__PROBLEM REQUIREMENTS__. In the records below, find the line with "byte buffer: the" and the line with "self.draw_status_bar(frame);". Print both exactly, along with every line between them, and no other line.

● ● ● ●

//! Screen composition
//!
//! Builds one frame of terminal output into a reusable byte buffer: the
//! visible text rows with their colors, the inverted status bar, the
//! message bar and the final cursor placement. The caller writes the
//! buffer to the terminal in a single call so frames never tear.

use std::os::unix::ffi::OsStrExt;
use std::time::{Duration, Instant};

use crate::core::{Cursor, Document, Row};
use crate::syntax::Highlight;
use crate::viewport::Viewport;

/// Shown in the status bar for unnamed documents
pub const NO_NAME: &str = "[No name]";

/// Shown in the status bar when no syntax is selected
pub const NO_FILETYPE: &str = "no ft";

/// Longest filename prefix shown in the status bar
const STATUS_NAME_MAX: usize = 20;

/// A transient message for the message bar
#[derive(Debug, Clone, PartialEq, Eq)]
pub struct StatusMessage {
    pub text: String,
    pub time: Instant,
}

impl StatusMessage {
    /// Create a message stamped with the current time
    pub fn new(text: impl Into<String>) -> Self {
        Self {
            text: text.into(),
            time: Instant::now(),
        }
    }

    /// Check whether the message is still young enough to display
    pub fn visible(&self, timeout: Duration) -> bool {
        self.time.elapsed() < timeout
    }
}

/// Everything a frame is drawn from
#[derive(Debug, Clone, Copy)]
pub struct Frame<'a> {
    pub document: &'a Document,
    pub viewport: &'a Viewport,
    pub cursor: Cursor,
    /// Message bar text, already filtered for age
    pub message: Option<&'a str>,
}

/// Composes frames into an escape-sequence byte buffer
#[derive(Debug, Default)]
pub struct Renderer {
    buf: Vec<u8>,
}

impl Renderer {
    /// Create a renderer with an empty buffer
    pub fn new() -> Self {
        Self::default()
    }

    /// Compose a full frame and return its bytes
    pub fn compose(&mut self, frame: &Frame<'_>) -> &[u8] {
        self.buf.clear();
        self.push(b"\x1b[?25l");
        self.push(b"\x1b[H");

        self.draw_rows(frame);
        self.draw_status_bar(frame);
        self.draw_message_bar(frame);

        let render_col = frame.cursor.render_col(frame.document);
        let (y, x) = frame.viewport.screen_position(frame.cursor.row, render_col);
        self.push_fmt(format_args!("\x1b[{};{}H", y + 1, x + 1));
        self.push(b"\x1b[?25h");

        tracing::trace!(bytes = self.buf.len(), "composed frame");
        &self.buf
    }

    fn push(&mut self, bytes: &[u8]) {
        self.buf.extend_from_slice(bytes);
    }

    fn push_fmt(&mut self, args: std::fmt::Arguments<'_>) {
        self.buf.extend_from_slice(args.to_string().as_bytes());
    }

    fn draw_rows(&mut self, frame: &Frame<'_>) {
        let view = frame.viewport;
        for y in 0..view.height {
            let filerow = y + view.row_offset;
            match frame.document.row(filerow) {
                Some(row) => self.draw_text(row, view),
                None if frame.document.is_empty() && y == view.height / 3 => {
                    self.draw_welcome(view.width)
                },
                None => self.push(b"~"),
            }
            self.push(b"\x1b[K\r\n");
        }
    }

    fn draw_welcome(&mut self, width: usize) {
        let welcome = format!("Mochi editor -- version {}", env!("CARGO_PKG_VERSION"));
        let shown = &welcome.as_bytes()[..welcome.len().min(width)];
        let mut padding = (width - shown.len()) / 2;
        if padding > 0 {
            self.push(b"~");
            padding -= 1;
        }
        self.buf.extend(std::iter::repeat(b' ').take(padding));
        self.push(shown);
    }

    fn draw_text(&mut self, row: &Row, view: &Viewport) {
        let render = row.render();
        let start = view.col_offset.min(render.len());
        let end = (view.col_offset + view.width).min(render.len());

        let mut current: Option<u8> = None;
        for (&c, &hl) in render[start..end].iter().zip(&row.highlight()[start..end]) {
            if c.is_ascii_control() {
                let symbol = if c <= 26 { b'@' + c } else { b'?' };
                self.push(b"\x1b[7m");
                self.buf.push(symbol);
                self.push(b"\x1b[m");
                if let Some(color) = current {
                    self.push_fmt(format_args!("\x1b[{color}m"));
                }
            } else if hl == Highlight::Normal {
                if current.take().is_some() {
                    self.push(b"\x1b[39m");
                }
                self.buf.push(c);
            } else {
                let color = hl.color();
                if current != Some(color) {
                    current = Some(color);
                    self.push_fmt(format_args!("\x1b[{color}m"));
                }
                self.buf.push(c);
            }
        }
        self.push(b"\x1b[39m");
    }

    fn draw_status_bar(&mut self, frame: &Frame<'_>) {
        let document = frame.document;
        let width = frame.viewport.width;

        let name = document
            .filename()
            .map_or(NO_NAME.as_bytes(), |p| p.as_os_str().as_bytes());
        let mut left = name[..name.len().min(STATUS_NAME_MAX)].to_vec();
        left.extend_from_slice(
            format!(
                " - {} lines{}",
                document.len(),
                if document.is_dirty() { " (modified)" } else { "" },
            )
            .as_bytes(),
        );
        let right = format!(
            "{} | {}/{}",
            document.filetype().unwrap_or(NO_FILETYPE),
            frame.cursor.row + 1,
            document.len()
        );

        self.push(b"\x1b[7m");
        let left = &left[..left.len().min(width)];
        self.push(left);
        let mut len = left.len();
        while len < width {
            if width - len == right.len() {
                self.push(right.as_bytes());
                break;
            }
            self.buf.push(b' ');
            len += 1;
        }
        self.push(b"\x1b[m\r\n");
    }

    fn draw_message_bar(&mut self, frame: &Frame<'_>) {
        self.push(b"\x1b[K");
        if let Some(message) = frame.message {
            let bytes = message.as_bytes();
            self.push(&bytes[..bytes.len().min(frame.viewport.width)]);
        }
    }
}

● ● ● ●

__PROBLEM SOLUTION__.
//! Builds one frame of terminal output into a reusable byte buffer: the
//! visible text rows with their colors, the inverted status bar, the
//! message bar and the final cursor placement. The caller writes the
//! buffer to the terminal in a single call so frames never tear.

use std::os::unix::ffi::OsStrExt;
use std::time::{Duration, Instant};

use crate::core::{Cursor, Document, Row};
use crate::syntax::Highlight;
use crate::viewport::Viewport;

/// Shown in the status bar for unnamed documents
pub const NO_NAME: &str = "[No name]";

/// Shown in the status bar when no syntax is selected
pub const NO_FILETYPE: &str = "no ft";

/// Longest filename prefix shown in the status bar
const STATUS_NAME_MAX: usize = 20;

/// A transient message for the message bar
#[derive(Debug, Clone, PartialEq, Eq)]
pub struct StatusMessage {
    pub text: String,
    pub time: Instant,
}

impl StatusMessage {
    /// Create a message stamped with the current time
    pub fn new(text: impl Into<String>) -> Self {
        Self {
            text: text.into(),
            time: Instant::now(),
        }
    }

    /// Check whether the message is still young enough to display
    pub fn visible(&self, timeout: Duration) -> bool {
        self.time.elapsed() < timeout
    }
}

/// Everything a frame is drawn from
#[derive(Debug, Clone, Copy)]
pub struct Frame<'a> {
    pub document: &'a Document,
    pub viewport: &'a Viewport,
    pub cursor: Cursor,
    /// Message bar text, already filtered for age
    pub message: Option<&'a str>,
}

/// Composes frames into an escape-sequence byte buffer
#[derive(Debug, Default)]
pub struct Renderer {
    buf: Vec<u8>,
}

impl Renderer {
    /// Create a renderer with an empty buffer
    pub fn new() -> Self {
        Self::default()
    }

    /// Compose a full frame and return its bytes
    pub fn compose(&mut self, frame: &Frame<'_>) -> &[u8] {
        self.buf.clear();
        self.push(b"\x1b[?25l");
        self.push(b"\x1b[H");

        self.draw_rows(frame);
        self.draw_status_bar(frame);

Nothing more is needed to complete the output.